[Input material Boundary: Start]

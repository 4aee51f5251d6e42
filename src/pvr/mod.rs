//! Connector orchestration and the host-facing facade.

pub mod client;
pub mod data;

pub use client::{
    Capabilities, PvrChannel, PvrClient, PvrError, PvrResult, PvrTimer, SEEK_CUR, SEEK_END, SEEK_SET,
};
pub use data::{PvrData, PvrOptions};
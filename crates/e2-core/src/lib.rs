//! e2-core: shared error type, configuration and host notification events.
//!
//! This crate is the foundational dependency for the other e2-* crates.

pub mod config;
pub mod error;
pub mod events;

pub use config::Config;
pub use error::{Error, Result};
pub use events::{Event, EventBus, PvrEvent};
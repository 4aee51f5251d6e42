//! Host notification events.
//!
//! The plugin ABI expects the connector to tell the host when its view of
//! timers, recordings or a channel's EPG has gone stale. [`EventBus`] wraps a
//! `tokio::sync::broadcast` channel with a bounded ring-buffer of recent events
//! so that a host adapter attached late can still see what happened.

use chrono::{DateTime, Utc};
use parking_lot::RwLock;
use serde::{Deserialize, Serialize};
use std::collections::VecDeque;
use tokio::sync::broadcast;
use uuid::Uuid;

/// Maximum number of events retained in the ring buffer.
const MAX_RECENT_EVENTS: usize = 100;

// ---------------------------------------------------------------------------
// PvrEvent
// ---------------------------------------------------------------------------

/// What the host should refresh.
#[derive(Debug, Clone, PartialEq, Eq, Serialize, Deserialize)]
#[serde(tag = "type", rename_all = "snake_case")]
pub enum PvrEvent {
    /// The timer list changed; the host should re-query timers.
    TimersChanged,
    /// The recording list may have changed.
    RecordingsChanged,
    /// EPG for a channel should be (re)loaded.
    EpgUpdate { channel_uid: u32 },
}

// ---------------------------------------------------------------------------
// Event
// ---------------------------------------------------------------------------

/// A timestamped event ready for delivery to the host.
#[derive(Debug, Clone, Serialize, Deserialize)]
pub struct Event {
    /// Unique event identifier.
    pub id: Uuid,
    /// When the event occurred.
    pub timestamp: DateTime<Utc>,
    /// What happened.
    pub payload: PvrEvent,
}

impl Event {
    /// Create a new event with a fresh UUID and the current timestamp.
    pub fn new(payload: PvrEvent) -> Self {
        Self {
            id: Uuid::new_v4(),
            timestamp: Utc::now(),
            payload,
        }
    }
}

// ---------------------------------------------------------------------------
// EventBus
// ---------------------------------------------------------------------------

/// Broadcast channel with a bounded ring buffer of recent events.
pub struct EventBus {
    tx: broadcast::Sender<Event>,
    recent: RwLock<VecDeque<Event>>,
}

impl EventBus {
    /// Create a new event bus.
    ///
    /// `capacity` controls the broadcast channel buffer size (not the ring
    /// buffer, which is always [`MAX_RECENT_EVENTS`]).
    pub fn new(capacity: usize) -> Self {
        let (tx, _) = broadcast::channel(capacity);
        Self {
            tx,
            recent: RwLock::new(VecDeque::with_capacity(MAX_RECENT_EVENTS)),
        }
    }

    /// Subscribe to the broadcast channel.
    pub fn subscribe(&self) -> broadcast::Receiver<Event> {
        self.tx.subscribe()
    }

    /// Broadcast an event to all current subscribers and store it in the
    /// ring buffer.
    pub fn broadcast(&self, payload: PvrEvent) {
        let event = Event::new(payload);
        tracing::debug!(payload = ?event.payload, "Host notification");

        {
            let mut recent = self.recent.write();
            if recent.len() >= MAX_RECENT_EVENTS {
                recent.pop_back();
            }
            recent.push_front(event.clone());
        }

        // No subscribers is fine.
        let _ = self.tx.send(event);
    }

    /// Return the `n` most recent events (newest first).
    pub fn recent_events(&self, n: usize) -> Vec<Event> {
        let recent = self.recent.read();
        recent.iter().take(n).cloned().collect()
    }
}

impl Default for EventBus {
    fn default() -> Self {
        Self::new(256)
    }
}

[Input material Boundary: End]
[Input material Boundary: Start]

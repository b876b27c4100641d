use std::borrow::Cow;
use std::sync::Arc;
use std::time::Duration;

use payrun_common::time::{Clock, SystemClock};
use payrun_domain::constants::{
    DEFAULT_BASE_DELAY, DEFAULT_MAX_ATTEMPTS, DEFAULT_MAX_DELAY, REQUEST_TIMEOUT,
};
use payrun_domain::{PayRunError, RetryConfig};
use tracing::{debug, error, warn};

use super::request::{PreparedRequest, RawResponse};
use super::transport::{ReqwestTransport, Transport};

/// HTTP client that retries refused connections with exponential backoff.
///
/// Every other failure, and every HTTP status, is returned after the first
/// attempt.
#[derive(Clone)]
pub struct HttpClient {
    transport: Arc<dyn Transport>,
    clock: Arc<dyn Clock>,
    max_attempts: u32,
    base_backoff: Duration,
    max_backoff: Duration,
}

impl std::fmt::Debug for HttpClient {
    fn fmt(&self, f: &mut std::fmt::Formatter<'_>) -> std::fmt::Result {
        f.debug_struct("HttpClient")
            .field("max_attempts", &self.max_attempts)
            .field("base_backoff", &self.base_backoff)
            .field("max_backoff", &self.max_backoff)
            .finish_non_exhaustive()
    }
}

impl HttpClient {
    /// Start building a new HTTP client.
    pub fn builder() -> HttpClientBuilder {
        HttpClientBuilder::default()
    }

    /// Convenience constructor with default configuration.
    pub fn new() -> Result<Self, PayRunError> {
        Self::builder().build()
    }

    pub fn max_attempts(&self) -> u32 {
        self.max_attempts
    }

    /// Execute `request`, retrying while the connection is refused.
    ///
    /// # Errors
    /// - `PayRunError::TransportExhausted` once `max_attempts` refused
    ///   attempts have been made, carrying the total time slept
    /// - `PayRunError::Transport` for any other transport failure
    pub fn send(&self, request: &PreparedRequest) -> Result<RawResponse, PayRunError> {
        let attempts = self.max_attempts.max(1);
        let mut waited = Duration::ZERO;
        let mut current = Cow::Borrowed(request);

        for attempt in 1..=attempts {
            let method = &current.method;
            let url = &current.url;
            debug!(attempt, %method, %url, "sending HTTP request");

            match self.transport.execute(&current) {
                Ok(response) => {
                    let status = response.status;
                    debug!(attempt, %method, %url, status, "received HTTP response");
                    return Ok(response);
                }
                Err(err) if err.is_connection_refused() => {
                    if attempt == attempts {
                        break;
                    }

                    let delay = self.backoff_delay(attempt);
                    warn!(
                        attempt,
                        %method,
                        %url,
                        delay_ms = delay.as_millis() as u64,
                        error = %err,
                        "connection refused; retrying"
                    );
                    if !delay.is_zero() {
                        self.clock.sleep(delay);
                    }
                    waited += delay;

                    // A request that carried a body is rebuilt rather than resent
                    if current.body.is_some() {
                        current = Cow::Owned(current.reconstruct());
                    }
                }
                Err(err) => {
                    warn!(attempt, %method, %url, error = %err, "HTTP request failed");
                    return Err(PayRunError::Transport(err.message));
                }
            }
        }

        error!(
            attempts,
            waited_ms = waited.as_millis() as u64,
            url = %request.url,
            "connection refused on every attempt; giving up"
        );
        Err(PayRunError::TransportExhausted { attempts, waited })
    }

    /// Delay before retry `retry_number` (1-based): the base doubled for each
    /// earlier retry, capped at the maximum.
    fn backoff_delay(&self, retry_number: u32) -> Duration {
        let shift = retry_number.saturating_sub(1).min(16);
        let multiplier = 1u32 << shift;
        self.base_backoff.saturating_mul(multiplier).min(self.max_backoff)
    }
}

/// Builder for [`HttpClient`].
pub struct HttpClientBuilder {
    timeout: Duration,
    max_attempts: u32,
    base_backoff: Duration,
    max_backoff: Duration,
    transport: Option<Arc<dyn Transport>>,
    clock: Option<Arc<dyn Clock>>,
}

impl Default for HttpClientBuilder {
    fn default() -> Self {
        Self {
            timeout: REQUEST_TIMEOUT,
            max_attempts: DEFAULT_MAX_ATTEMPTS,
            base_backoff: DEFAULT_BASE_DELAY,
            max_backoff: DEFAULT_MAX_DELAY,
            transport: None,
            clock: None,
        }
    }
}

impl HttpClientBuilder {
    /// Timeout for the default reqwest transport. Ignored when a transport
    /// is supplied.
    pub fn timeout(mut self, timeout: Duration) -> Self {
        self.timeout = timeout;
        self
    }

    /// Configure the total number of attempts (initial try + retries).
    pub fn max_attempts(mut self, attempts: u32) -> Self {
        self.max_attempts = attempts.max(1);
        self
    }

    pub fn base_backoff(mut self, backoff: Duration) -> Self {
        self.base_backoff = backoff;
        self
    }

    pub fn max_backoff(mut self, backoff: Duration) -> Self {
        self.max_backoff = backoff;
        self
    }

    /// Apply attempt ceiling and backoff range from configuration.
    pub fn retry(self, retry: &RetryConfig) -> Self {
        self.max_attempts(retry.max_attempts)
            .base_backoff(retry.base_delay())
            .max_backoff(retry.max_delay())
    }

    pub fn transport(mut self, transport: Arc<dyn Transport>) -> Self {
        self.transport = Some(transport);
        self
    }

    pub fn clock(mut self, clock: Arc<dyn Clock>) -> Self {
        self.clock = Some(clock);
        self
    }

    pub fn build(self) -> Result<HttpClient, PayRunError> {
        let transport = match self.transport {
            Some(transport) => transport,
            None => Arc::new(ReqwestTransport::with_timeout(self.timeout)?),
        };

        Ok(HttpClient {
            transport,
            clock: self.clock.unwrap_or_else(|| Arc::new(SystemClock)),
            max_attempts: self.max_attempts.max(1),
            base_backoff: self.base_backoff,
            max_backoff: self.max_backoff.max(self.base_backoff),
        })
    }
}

[Input material Boundary: End]
[Input material Boundary: Start]

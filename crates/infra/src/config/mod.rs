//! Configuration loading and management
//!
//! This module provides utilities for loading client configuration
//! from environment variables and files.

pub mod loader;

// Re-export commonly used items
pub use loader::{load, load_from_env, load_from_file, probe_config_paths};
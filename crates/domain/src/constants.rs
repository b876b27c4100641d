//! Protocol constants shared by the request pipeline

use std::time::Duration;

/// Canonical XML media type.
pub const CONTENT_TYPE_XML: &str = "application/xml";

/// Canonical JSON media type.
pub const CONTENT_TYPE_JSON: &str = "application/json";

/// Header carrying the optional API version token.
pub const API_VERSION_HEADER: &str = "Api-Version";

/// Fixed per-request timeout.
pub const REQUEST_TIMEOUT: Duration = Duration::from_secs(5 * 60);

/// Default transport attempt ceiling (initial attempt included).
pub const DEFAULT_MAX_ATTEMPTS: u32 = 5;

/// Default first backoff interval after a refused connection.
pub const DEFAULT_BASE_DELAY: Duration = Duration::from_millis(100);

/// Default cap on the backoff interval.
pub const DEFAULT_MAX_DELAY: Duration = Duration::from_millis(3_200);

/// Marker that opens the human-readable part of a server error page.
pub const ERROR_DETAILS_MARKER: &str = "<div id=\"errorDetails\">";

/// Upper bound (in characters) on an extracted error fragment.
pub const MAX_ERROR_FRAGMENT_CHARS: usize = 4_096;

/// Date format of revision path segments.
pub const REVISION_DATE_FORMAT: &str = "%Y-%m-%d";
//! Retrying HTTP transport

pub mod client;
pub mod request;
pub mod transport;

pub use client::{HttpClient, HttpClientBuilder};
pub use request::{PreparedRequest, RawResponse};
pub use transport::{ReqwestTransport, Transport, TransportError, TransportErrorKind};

[Input material Boundary: End]

● Required action
Which lines above include the string "waited"? Show them.

● Completed task
        let mut waited = Duration::ZERO;
                    waited += delay;
            waited_ms = waited.as_millis() as u64,
        Err(PayRunError::TransportExhausted { attempts, waited })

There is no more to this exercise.